From YouTubers failing to disclose to bloggers failing to turn up, every one of these incidents is a nail in the coffin of our industry.

This is my livelihood, my passion, my joy. I love blogging and would hate for the bubble to burst because of people who lack manners or the realisation that for many of us, this is more than a hobby.

Now if there are PR people nodding along and recounting tales of times they have been let down by influencers, let me tell you, the shoe is often on the other foot.

During this past 12 months in particular I have been repeatedly invited to events only to have my invitation withdrawn, either by return of email or even worse, on the day.

One spectacular occasion I can recall was a lovely event and I had actually even bought a new outfit to wear. I had arranged childcare and turned down another event as I was committed.

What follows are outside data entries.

#[cfg(test)]
macro_rules! test_app {
    ($state:expr) => {
        actix_web::test::init_service(
            actix_web::App::new().app_data($state.clone()).service(
                actix_web::web::scope("/api").configure(|cfg| crate::routes::configure(cfg, $state.clone())),
            ),
        )
        .await
    };
}

pub mod execution_handler;
pub mod language_handler;
pub mod snippet_handler;
pub mod user_handler;
use actix_web::web;

use crate::{handlers::snippet_handler, middleware::jwt_middleware::Authenticate};

pub fn config(config: &mut web::ServiceConfig, authenticate: Authenticate) {
    config
        .service(
            web::scope("/v1/snippets")
                .service(snippet_handler::list_snippets)
                .service(snippet_handler::create_snippet)
                // before "/{snippetId}"
                .service(snippet_handler::starred_snippets)
                .service(snippet_handler::get_snippet)
                .service(snippet_handler::delete_snippet)
                .service(snippet_handler::toggle_star)
                .service(snippet_handler::star_summary)
                .service(snippet_handler::get_comments)
                .service(snippet_handler::add_comment)
                .wrap(authenticate.clone()),
        )
        .service(
            web::scope("/v1/comments")
                .service(snippet_handler::delete_comment)
                .wrap(authenticate),
        );
}
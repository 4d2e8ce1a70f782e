pub mod execution_routes;
pub mod language_routes;
pub mod snippet_routes;
pub mod user_routes;

use actix_web::web;

use crate::{middleware::jwt_middleware::Authenticate, AppState};

/// Everything served under `/api`.
pub fn configure(cfg: &mut web::ServiceConfig, app_data: web::Data<AppState>) {
    let authenticate = Authenticate::new(app_data);

    user_routes::config(cfg, authenticate.clone());
    execution_routes::config(cfg, authenticate.clone());
    snippet_routes::config(cfg, authenticate);
    language_routes::config(cfg);
}
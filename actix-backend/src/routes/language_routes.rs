use actix_web::web;

use crate::handlers::language_handler;

pub fn config(config: &mut web::ServiceConfig) {
    config.service(web::scope("/v1/languages").service(language_handler::list_languages));
}
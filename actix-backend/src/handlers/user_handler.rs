use actix_web::{error::ErrorUnauthorized, get, post, web, HttpRequest, HttpResponse, Responder};
use serde::Deserialize;

use crate::{
    access::{executions, stats, users},
    middleware::jwt_middleware::bearer_token,
    models::Identity,
    AppState,
};

// _______________________________________ Profile _______________________________________

#[post("/sync")]
pub async fn sync_user(
    app_data: web::Data<AppState>,
    identity: Option<web::ReqData<Identity>>,
) -> actix_web::Result<impl Responder> {
    let user = users::sync_user(app_data.repo(), identity.as_deref()).await?;
    Ok(HttpResponse::Ok().json(user))
}

#[get("/{userId}")]
pub async fn get_user(app_data: web::Data<AppState>, path: web::Path<String>) -> actix_web::Result<impl Responder> {
    let user = users::get_user(app_data.repo(), &path.into_inner()).await?;
    Ok(HttpResponse::Ok().json(user))
}

/// Called by the billing provider once a subscription is paid. Registered
/// outside the identity middleware since the bearer here is the billing secret.
#[post("/v1/users/{userId}/pro")]
pub async fn upgrade_to_pro(
    app_data: web::Data<AppState>,
    req: HttpRequest,
    path: web::Path<String>,
) -> actix_web::Result<impl Responder> {
    let Some(secret) = app_data.billing_secret.as_deref() else {
        return Ok(HttpResponse::NotFound().json(serde_json::json!({ "error": "Billing is not configured" })));
    };
    if !bearer_token(req.headers()).is_some_and(|token| secrets_match(token, secret)) {
        log::warn!("rejected pro upgrade for {} with a bad billing secret", path.as_str());
        return Err(ErrorUnauthorized("Invalid billing secret"));
    }

    let user = users::upgrade_to_pro(app_data.repo(), &path.into_inner()).await?;
    Ok(HttpResponse::Ok().json(user))
}

/// Compares without stopping at the first differing byte.
fn secrets_match(given: &str, expected: &str) -> bool {
    let (given, expected) = (given.as_bytes(), expected.as_bytes());
    given.len() == expected.len() && given.iter().zip(expected).fold(0u8, |acc, (a, b)| acc | (a ^ b)) == 0
}

// _______________________________________ Activity _______________________________________

#[derive(Debug, Deserialize)]
pub struct HistoryParams {
    pub cursor: Option<String>,
    pub limit: Option<usize>,
}

#[get("/{userId}/executions")]
pub async fn list_executions(
    app_data: web::Data<AppState>,
    path: web::Path<String>,
    params: web::Query<HistoryParams>,
) -> actix_web::Result<impl Responder> {
    let HistoryParams { cursor, limit } = params.into_inner();
    let page = executions::list_executions(app_data.repo(), &path.into_inner(), cursor.as_deref(), limit).await?;
    Ok(HttpResponse::Ok().json(page))
}

#[get("/{userId}/stats")]
pub async fn get_user_stats(
    app_data: web::Data<AppState>,
    path: web::Path<String>,
) -> actix_web::Result<impl Responder> {
    let stats = stats::get_user_stats(app_data.repo(), &path.into_inner()).await?;
    Ok(HttpResponse::Ok().json(stats))
}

I picked up my train ticket and headed for the platform. I am an inveterate phone fiddler and as is my custom had whipped it out while I waited the ten minutes before my train was due. Usually I tweet out a nice promo for the brand I'm on my way to meet with. However luckily this time I checked my emails first.

Yep, you've guessed it. An email had come in in the previous five minutes saying they were very sorry but the guest list was actually closed. In other words, we've had a better offer and you've been dumped.

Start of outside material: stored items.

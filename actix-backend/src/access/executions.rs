use serde::Deserialize;

use crate::{
    languages::FREE_LANGUAGE,
    models::{timestamp_now, CodeExecution, ExecutionCursor, ExecutionPage, Identity, NewExecution},
    store::Repository,
};

use super::{require_identity, AccessError, AccessResult};

pub const DEFAULT_PAGE_SIZE: usize = 10;
pub const MAX_PAGE_SIZE: usize = 100;

#[derive(Debug, Clone, Deserialize)]
pub struct RecordExecution {
    pub language: String,
    pub code: String,
    pub output: Option<String>,
    pub error: Option<String>,
}

/// Appends an execution record for the caller. Every language except the
/// free one needs the caller's pro flag at write time.
pub async fn record_execution(
    repo: &dyn Repository,
    identity: Option<&Identity>,
    request: RecordExecution,
) -> AccessResult<CodeExecution> {
    let identity = require_identity(identity)?;

    if request.language != FREE_LANGUAGE {
        let is_pro = repo
            .find_user(&identity.subject)
            .await?
            .map_or(false, |user| user.is_pro);
        if !is_pro {
            log::warn!("user {} tried to run {} without pro", identity.subject, request.language);
            return Err(AccessError::ProRequired);
        }
    }

    let record = repo
        .insert_execution(NewExecution {
            user_id: identity.subject.clone(),
            language: request.language,
            code: request.code,
            output: request.output,
            error: request.error,
            created_at: timestamp_now(),
        })
        .await?;

    log::debug!("recorded {} execution {} for {}", record.language, record.id, record.user_id);
    Ok(record)
}

/// Newest-first slice of a user's execution history.
pub async fn list_executions(
    repo: &dyn Repository,
    user_id: &str,
    cursor: Option<&str>,
    limit: Option<usize>,
) -> AccessResult<ExecutionPage> {
    let after = match cursor.filter(|raw| !raw.is_empty()) {
        Some(raw) => Some(
            ExecutionCursor::decode(raw).ok_or_else(|| AccessError::Invalid(format!("Invalid cursor: {raw}")))?,
        ),
        None => None,
    };
    let limit = limit.unwrap_or(DEFAULT_PAGE_SIZE).clamp(1, MAX_PAGE_SIZE);

    // One extra row tells whether another page exists.
    let mut page = repo.page_executions(user_id, after.as_ref(), limit + 1).await?;
    let is_done = page.len() <= limit;
    page.truncate(limit);

    let continue_cursor = if is_done {
        None
    } else {
        page.last().map(|last| ExecutionCursor::after(last).encode())
    };

    Ok(ExecutionPage { page, is_done, continue_cursor })
}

I was both mortified and furious. Fellow bloggers have since told me they would have turned up regardless and insisted on being let in but I have no stomach for doorstep confrontations at VIP events.

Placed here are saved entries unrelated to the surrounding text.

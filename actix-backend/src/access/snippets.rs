use serde::{Deserialize, Serialize};
use uuid::Uuid;

use crate::{
    languages,
    models::{timestamp_now, Identity, NewComment, NewSnippet, Snippet, SnippetComment},
    presentation::{distinct_languages, split_comment, CommentSegment, SnippetFilter, POPULAR_LANGUAGES},
    store::Repository,
};

use super::{require_identity, require_text, AccessError, AccessResult};

#[derive(Debug, Clone, Deserialize)]
pub struct CreateSnippet {
    pub title: String,
    pub language: String,
    pub code: String,
}

#[derive(Debug, Serialize)]
#[serde(rename_all = "camelCase")]
pub struct SnippetList {
    pub snippets: Vec<Snippet>,
    /// Every language present before filtering, first-seen order.
    pub languages: Vec<String>,
    pub popular_languages: Vec<String>,
}

#[derive(Debug, Serialize)]
#[serde(rename_all = "camelCase")]
pub struct CommentView {
    #[serde(flatten)]
    pub comment: SnippetComment,
    pub segments: Vec<CommentSegment>,
}

async fn load_snippet(repo: &dyn Repository, snippet_id: Uuid) -> AccessResult<Snippet> {
    repo.get_snippet(snippet_id)
        .await?
        .ok_or_else(|| AccessError::NotFound(format!("No snippet found with id {snippet_id}")))
}

// _______________________________________ Mutations _______________________________________

pub async fn create_snippet(
    repo: &dyn Repository,
    identity: Option<&Identity>,
    request: CreateSnippet,
) -> AccessResult<Snippet> {
    let identity = require_identity(identity)?;
    let user = repo
        .find_user(&identity.subject)
        .await?
        .ok_or(AccessError::UserNotFound)?;

    require_text(&request.title, "title")?;
    if languages::find_language(&request.language).is_none() {
        return Err(AccessError::Invalid(format!("Unsupported language: {}", request.language)));
    }

    let snippet = repo
        .insert_snippet(NewSnippet {
            user_id: user.user_id,
            user_name: user.name,
            title: request.title.trim().to_string(),
            language: request.language,
            code: request.code,
            created_at: timestamp_now(),
        })
        .await?;

    log::info!("snippet {} shared by {}", snippet.id, snippet.user_id);
    Ok(snippet)
}

/// Owner-only. Comments and stars go first, the snippet last; every step is
/// delete-if-exists, so a failed call can simply be repeated.
pub async fn delete_snippet(repo: &dyn Repository, identity: Option<&Identity>, snippet_id: Uuid) -> AccessResult<()> {
    let identity = require_identity(identity)?;
    let snippet = load_snippet(repo, snippet_id).await?;

    if snippet.user_id != identity.subject {
        log::warn!("user {} tried to delete snippet {} of {}", identity.subject, snippet.id, snippet.user_id);
        return Err(AccessError::Forbidden("Not authorized to delete this snippet".into()));
    }

    let comments = repo.delete_comments_for_snippet(snippet_id).await?;
    let stars = repo.delete_stars_for_snippet(snippet_id).await?;
    repo.delete_snippet(snippet_id).await?;

    log::info!("snippet {} deleted with {} comments and {} stars", snippet_id, comments, stars);
    Ok(())
}

/// Flips the caller's star on a snippet and returns whether it is now starred.
pub async fn toggle_star(repo: &dyn Repository, identity: Option<&Identity>, snippet_id: Uuid) -> AccessResult<bool> {
    let identity = require_identity(identity)?;
    load_snippet(repo, snippet_id).await?;

    match repo.find_star(&identity.subject, snippet_id).await? {
        Some(star) => {
            repo.delete_star(star.id).await?;
            Ok(false)
        }
        None => {
            repo.insert_star(&identity.subject, snippet_id, timestamp_now()).await?;
            Ok(true)
        }
    }
}

pub async fn add_comment(
    repo: &dyn Repository,
    identity: Option<&Identity>,
    snippet_id: Uuid,
    content: String,
) -> AccessResult<SnippetComment> {
    let identity = require_identity(identity)?;
    let user = repo
        .find_user(&identity.subject)
        .await?
        .ok_or(AccessError::UserNotFound)?;

    require_text(&content, "content")?;
    load_snippet(repo, snippet_id).await?;

    let comment = repo
        .insert_comment(NewComment {
            snippet_id,
            user_id: user.user_id,
            user_name: user.name,
            content,
            created_at: timestamp_now(),
        })
        .await?;

    log::debug!("comment {} added to snippet {}", comment.id, snippet_id);
    Ok(comment)
}

/// Author-only.
pub async fn delete_comment(repo: &dyn Repository, identity: Option<&Identity>, comment_id: Uuid) -> AccessResult<()> {
    let identity = require_identity(identity)?;
    let comment = repo
        .get_comment(comment_id)
        .await?
        .ok_or_else(|| AccessError::NotFound(format!("No comment found with id {comment_id}")))?;

    if comment.user_id != identity.subject {
        log::warn!("user {} tried to delete comment {} of {}", identity.subject, comment.id, comment.user_id);
        return Err(AccessError::Forbidden("Not authorized to delete this comment".into()));
    }

    repo.delete_comment(comment_id).await?;
    Ok(())
}

// _______________________________________ Queries _______________________________________

pub async fn list_snippets(repo: &dyn Repository, filter: &SnippetFilter) -> AccessResult<SnippetList> {
    let snippets = repo.list_snippets().await?;
    let languages = distinct_languages(&snippets);
    let popular_languages = languages.iter().take(POPULAR_LANGUAGES).cloned().collect();

    Ok(SnippetList {
        snippets: filter.apply(snippets),
        languages,
        popular_languages,
    })
}

pub async fn get_snippet(repo: &dyn Repository, snippet_id: Uuid) -> AccessResult<Snippet> {
    load_snippet(repo, snippet_id).await
}

pub async fn get_comments(repo: &dyn Repository, snippet_id: Uuid) -> AccessResult<Vec<CommentView>> {
    let comments = repo.list_comments(snippet_id).await?;
    Ok(comments
        .into_iter()
        .map(|comment| CommentView {
            segments: split_comment(&comment.content),
            comment,
        })
        .collect())
}

/// False for anonymous callers.
pub async fn is_starred(repo: &dyn Repository, identity: Option<&Identity>, snippet_id: Uuid) -> AccessResult<bool> {
    match identity {
        Some(identity) => Ok(repo.find_star(&identity.subject, snippet_id).await?.is_some()),
        None => Ok(false),
    }
}

pub async fn star_count(repo: &dyn Repository, snippet_id: Uuid) -> AccessResult<i64> {
    Ok(repo.count_stars(snippet_id).await?)
}

/// The caller's starred snippets that still exist; empty for anonymous callers.
pub async fn starred_snippets(repo: &dyn Repository, identity: Option<&Identity>) -> AccessResult<Vec<Snippet>> {
    let Some(identity) = identity else {
        return Ok(Vec::new());
    };

    let mut snippets = Vec::new();
    for star in repo.list_stars_by_user(&identity.subject).await? {
        if let Some(snippet) = repo.get_snippet(star.snippet_id).await? {
            snippets.push(snippet);
        }
    }
    Ok(snippets)
}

Instead I tried not to cry, headed back to my car and once home and out of my new clothes sent a strongly worded email asking for my expenses at least to be paid.

Needless to say, I didn't get my money and have never heard from them again.

I get it. Like 'planes, PRs sometimes need to overbook in case of last minute drop outs. But this is not the only time I have been dumped on the day. I don't buy train tickets in advance now or I ask the PR to book them so at least I'm not out of pocket.

Let me be clear - these are not events I have pitched to attend. These are events I have been approached about with lovely invitations. I laugh now at the phrases they use which all mean they've found someone bigger and more famous than me.

I don't mind being a last minute z-list blogger (I'm often sent emails on the day of an event as PRs panic hunt for someone, ANYONE to attend their event when people start dropping out and I have sometimes been glad to go) but I do mind being fed bullsh*t.

Many bloggers juggle work with family and other work commitments and being let down might cost earnings, childcare fees, missed opportunities which might have been turned down because you thought you were already busy, and the goodwill of patient friends and family members who pick up from school, babysit, feed kids etc so we can attend events.

Luckily I learned early on not to let my children get excited about promised opportunities which might never materialise, or might take a different form to the one first offered. I know last year some very young people were disappointed by a promised Santa experience which one very famous restaurant cocked up. This is unforgivable.

I sound bitter. I'm really not. I'm lucky enough to be relatively successful in this industry with lovely PR people coming back time and time again because they know that on the whole I will turn up, behave and not take the piss and understand what we BOTH want from the relationship.

We have had some amazing "money can't buy" experiences and I still get excited about opening my emails. How many people can say that about their work email accounts?

I just want to issue the warning that it might seem like it's the golden age for bloggers and "influencers" but as an ex-print journalist who has seen the slow painful death of that industry I know that complacency is dangerous and professionalism is key.

A little bit of gratitude for the opportunities we are offered and for the unique service we offer the industry would go a long way to keeping this bubble floating a while longer and lead to better client relationships all round.